Copy all of the entries that follow, exactly.

***

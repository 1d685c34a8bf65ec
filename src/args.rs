// 该文件是 Kanjian （看见） 项目的一部分。
// src/args.rs - 项目参数配置
//
// 本程序遵循 GNU Affero 通用公共许可证（AGPL）许可协议。
// 本程序的发布旨在提供实用价值，但不作任何形式的担保，
// 包括但不限于对适销性或特定用途适用性的默示担保。
// 更多详情请参阅 GNU 通用公共许可证。
//
// Copyright (C) 2026 Johann Li <me@qinka.pro>, ETVP

use std::{path::PathBuf, time::Duration};

use clap::Parser;

use kanjian::{
  Settings,
  config::{
    DEFAULT_CONF_THRESHOLD, DEFAULT_INPUT_NAME, DEFAULT_INPUT_SIZE, DEFAULT_IOU_THRESHOLD,
    DEFAULT_MODEL_NAMESPACE, DEFAULT_OUTPUT_NAME, DEFAULT_SERVICE_HOST, DEFAULT_SERVICE_PORT,
    DEFAULT_STATIC_DIR,
  },
  input::ChannelOrder,
  model::NmsScope,
  task::{DEFAULT_MODEL_NAME, DEFAULT_MODEL_VERSION},
};

/// Kanjian 目标检测服务参数配置
#[derive(Parser, Debug)]
#[command(author, version, about, long_about = None)]
pub struct Args {
  /// 待检测图像地址，可重复指定（http://, https://, file://）
  #[arg(long = "image-url", value_name = "URL", required = true)]
  pub image_urls: Vec<String>,

  /// 模型名称
  #[arg(long, default_value = DEFAULT_MODEL_NAME)]
  pub model_name: String,

  /// 模型版本，留空则使用服务端最新版本
  #[arg(long, default_value = DEFAULT_MODEL_VERSION)]
  pub model_version: String,

  /// 模型输入宽度
  #[arg(long, env = "INPUT_WIDTH", default_value_t = DEFAULT_INPUT_SIZE)]
  pub input_width: u32,

  /// 模型输入高度
  #[arg(long, env = "INPUT_HEIGHT", default_value_t = DEFAULT_INPUT_SIZE)]
  pub input_height: u32,

  /// 置信度阈值 (0.0 - 1.0]
  #[arg(long, env = "CONF_THRESHOLD", default_value_t = DEFAULT_CONF_THRESHOLD, value_name = "THRESHOLD")]
  pub conf_threshold: f32,

  /// NMS IoU 阈值 (0.0 - 1.0]
  #[arg(long, env = "IOU_THRESHOLD", default_value_t = DEFAULT_IOU_THRESHOLD, value_name = "THRESHOLD")]
  pub iou_threshold: f32,

  /// NMS 范围: global 或 per-class
  #[arg(long, env = "NMS_SCOPE", default_value = "global")]
  pub nms_scope: NmsScope,

  /// 模型期望的通道顺序: rgb 或 bgr
  #[arg(long, env = "CHANNEL_ORDER", default_value = "rgb")]
  pub channel_order: ChannelOrder,

  /// 模型类别数量，用于校验输出张量
  #[arg(long, env = "NUM_CLASSES")]
  pub num_classes: Option<usize>,

  /// 推理服务地址，未指定时按集群内服务名推导
  #[arg(long, env = "TRITON_URL")]
  pub triton_url: Option<String>,

  /// 推理服务所在命名空间
  #[arg(long, env = "MODEL_NAMESPACE", default_value = DEFAULT_MODEL_NAMESPACE)]
  pub model_namespace: String,

  /// 模型输入张量名称
  #[arg(long, env = "INPUT_NAME", default_value = DEFAULT_INPUT_NAME)]
  pub input_name: String,

  /// 模型输出张量名称
  #[arg(long, env = "OUTPUT_NAME", default_value = DEFAULT_OUTPUT_NAME)]
  pub output_name: String,

  /// 推理请求超时（秒）
  #[arg(long, env = "REQUEST_TIMEOUT", default_value_t = 30, value_name = "SECONDS")]
  pub request_timeout: u64,

  /// 结果图像保存目录
  #[arg(long, env = "STATIC_DIR", default_value = DEFAULT_STATIC_DIR)]
  pub static_dir: PathBuf,

  /// 对外服务主机名，用于生成结果地址
  #[arg(long, env = "SERVICE_HOST", default_value = DEFAULT_SERVICE_HOST)]
  pub service_host: String,

  /// 对外服务端口
  #[arg(long, env = "SERVICE_PORT", default_value_t = DEFAULT_SERVICE_PORT)]
  pub service_port: u16,

  /// 类别名称文件，每行一个
  #[arg(long, env = "LABELS_PATH", value_name = "FILE")]
  pub labels_path: Option<PathBuf>,

  /// 标签字体文件
  #[arg(long, env = "FONT_PATH", value_name = "FILE")]
  pub font_path: Option<PathBuf>,
}

impl Args {
  pub fn settings(&self) -> Settings {
    Settings {
      input_width: self.input_width,
      input_height: self.input_height,
      conf_threshold: self.conf_threshold,
      iou_threshold: self.iou_threshold,
      nms_scope: self.nms_scope,
      channel_order: self.channel_order,
      num_classes: self.num_classes,
      triton_url: self.triton_url.clone(),
      model_namespace: self.model_namespace.clone(),
      input_name: self.input_name.clone(),
      output_name: self.output_name.clone(),
      request_timeout: Duration::from_secs(self.request_timeout),
      static_dir: self.static_dir.clone(),
      service_host: self.service_host.clone(),
      service_port: self.service_port,
      labels_path: self.labels_path.clone(),
      font_path: self.font_path.clone(),
    }
  }
}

***

■ Final answer:
repository 1d685c34a8bf65ec
filename src/args.rs
// 该文件是 Kanjian （看见） 项目的一部分。
// src/args.rs - 项目参数配置
//
// 本程序遵循 GNU Affero 通用公共许可证（AGPL）许可协议。
// 本程序的发布旨在提供实用价值，但不作任何形式的担保，
// 包括但不限于对适销性或特定用途适用性的默示担保。
// 更多详情请参阅 GNU 通用公共许可证。
//
// Copyright (C) 2026 Johann Li <me@qinka.pro>, ETVP

use std::{path::PathBuf, time::Duration};

use clap::Parser;

use kanjian::{
  Settings,
  config::{
    DEFAULT_CONF_THRESHOLD, DEFAULT_INPUT_NAME, DEFAULT_INPUT_SIZE, DEFAULT_IOU_THRESHOLD,
    DEFAULT_MODEL_NAMESPACE, DEFAULT_OUTPUT_NAME, DEFAULT_SERVICE_HOST, DEFAULT_SERVICE_PORT,
    DEFAULT_STATIC_DIR,
  },
  input::ChannelOrder,
  model::NmsScope,
  task::{DEFAULT_MODEL_NAME, DEFAULT_MODEL_VERSION},
};

/// Kanjian 目标检测服务参数配置
#[derive(Parser, Debug)]
#[command(author, version, about, long_about = None)]
pub struct Args {
  /// 待检测图像地址，可重复指定（http://, https://, file://）
  #[arg(long = "image-url", value_name = "URL", required = true)]
  pub image_urls: Vec<String>,

  /// 模型名称
  #[arg(long, default_value = DEFAULT_MODEL_NAME)]
  pub model_name: String,

  /// 模型版本，留空则使用服务端最新版本
  #[arg(long, default_value = DEFAULT_MODEL_VERSION)]
  pub model_version: String,

  /// 模型输入宽度
  #[arg(long, env = "INPUT_WIDTH", default_value_t = DEFAULT_INPUT_SIZE)]
  pub input_width: u32,

  /// 模型输入高度
  #[arg(long, env = "INPUT_HEIGHT", default_value_t = DEFAULT_INPUT_SIZE)]
  pub input_height: u32,

  /// 置信度阈值 (0.0 - 1.0]
  #[arg(long, env = "CONF_THRESHOLD", default_value_t = DEFAULT_CONF_THRESHOLD, value_name = "THRESHOLD")]
  pub conf_threshold: f32,

  /// NMS IoU 阈值 (0.0 - 1.0]
  #[arg(long, env = "IOU_THRESHOLD", default_value_t = DEFAULT_IOU_THRESHOLD, value_name = "THRESHOLD")]
  pub iou_threshold: f32,

  /// NMS 范围: global 或 per-class
  #[arg(long, env = "NMS_SCOPE", default_value = "global")]
  pub nms_scope: NmsScope,

  /// 模型期望的通道顺序: rgb 或 bgr
  #[arg(long, env = "CHANNEL_ORDER", default_value = "rgb")]
  pub channel_order: ChannelOrder,

  /// 模型类别数量，用于校验输出张量
  #[arg(long, env = "NUM_CLASSES")]
  pub num_classes: Option<usize>,

  /// 推理服务地址，未指定时按集群内服务名推导
  #[arg(long, env = "TRITON_URL")]
  pub triton_url: Option<String>,

  /// 推理服务所在命名空间
  #[arg(long, env = "MODEL_NAMESPACE", default_value = DEFAULT_MODEL_NAMESPACE)]
  pub model_namespace: String,

  /// 模型输入张量名称
  #[arg(long, env = "INPUT_NAME", default_value = DEFAULT_INPUT_NAME)]
  pub input_name: String,

  /// 模型输出张量名称
  #[arg(long, env = "OUTPUT_NAME", default_value = DEFAULT_OUTPUT_NAME)]
  pub output_name: String,

  /// 推理请求超时（秒）
  #[arg(long, env = "REQUEST_TIMEOUT", default_value_t = 30, value_name = "SECONDS")]
  pub request_timeout: u64,

  /// 结果图像保存目录
  #[arg(long, env = "STATIC_DIR", default_value = DEFAULT_STATIC_DIR)]
  pub static_dir: PathBuf,

  /// 对外服务主机名，用于生成结果地址
  #[arg(long, env = "SERVICE_HOST", default_value = DEFAULT_SERVICE_HOST)]
  pub service_host: String,

  /// 对外服务端口
  #[arg(long, env = "SERVICE_PORT", default_value_t = DEFAULT_SERVICE_PORT)]
  pub service_port: u16,

  /// 类别名称文件，每行一个
  #[arg(long, env = "LABELS_PATH", value_name = "FILE")]
  pub labels_path: Option<PathBuf>,

  /// 标签字体文件
  #[arg(long, env = "FONT_PATH", value_name = "FILE")]
  pub font_path: Option<PathBuf>,
}

impl Args {
  pub fn settings(&self) -> Settings {
    Settings {
      input_width: self.input_width,
      input_height: self.input_height,
      conf_threshold: self.conf_threshold,
      iou_threshold: self.iou_threshold,
      nms_scope: self.nms_scope,
      channel_order: self.channel_order,
      num_classes: self.num_classes,
      triton_url: self.triton_url.clone(),
      model_namespace: self.model_namespace.clone(),
      input_name: self.input_name.clone(),
      output_name: self.output_name.clone(),
      request_timeout: Duration::from_secs(self.request_timeout),
      static_dir: self.static_dir.clone(),
      service_host: self.service_host.clone(),
      service_port: self.service_port,
      labels_path: self.labels_path.clone(),
      font_path: self.font_path.clone(),
    }
  }
}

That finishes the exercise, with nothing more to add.